§ TASK TO CARRY OUT:
Take each line of the listing that has the string "chars" and report it.

§ SUPPLIED MATERIAL:
>>>

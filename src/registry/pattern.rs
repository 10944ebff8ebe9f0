//! Wildcard intent patterns.
//!
//! `*` matches any run of characters (including none and including dots),
//! `?` matches exactly one character. Everything else is literal.

#[derive(Debug, Clone, PartialEq, Eq)]
pub struct IntentPattern {
    source: String,
    chars: Vec<char>,
}

impl IntentPattern {
    pub fn new(source: &str) -> Self {
        Self {
            source: source.to_string(),
            chars: source.chars().collect(),
        }
    }

    pub fn as_str(&self) -> &str {
        &self.source
    }

    /// True when the text contains a wildcard marker.
    pub fn is_wildcard(text: &str) -> bool {
        text.contains(['*', '?'])
    }

    /// Greedy glob match with single-star backtracking; linear in practice.
    pub fn matches(&self, key: &str) -> bool {
        let text: Vec<char> = key.chars().collect();
        let pattern = &self.chars;

        let (mut p, mut t) = (0, 0);
        let mut star: Option<(usize, usize)> = None;

        while t < text.len() {
            match pattern.get(p) {
                Some('?') => {
                    p += 1;
                    t += 1;
                }
                Some('*') => {
                    star = Some((p, t));
                    p += 1;
                }
                Some(&c) if c == text[t] => {
                    p += 1;
                    t += 1;
                }
                _ => match star {
                    Some((sp, st)) => {
                        p = sp + 1;
                        t = st + 1;
                        star = Some((sp, st + 1));
                    }
                    None => return false,
                },
            }
        }

        pattern[p..].iter().all(|&c| c == '*')
    }
}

<<<

§ EXERCISE RESPONSE:
    chars: Vec<char>,
            chars: source.chars().collect(),
        let text: Vec<char> = key.chars().collect();
        let pattern = &self.chars;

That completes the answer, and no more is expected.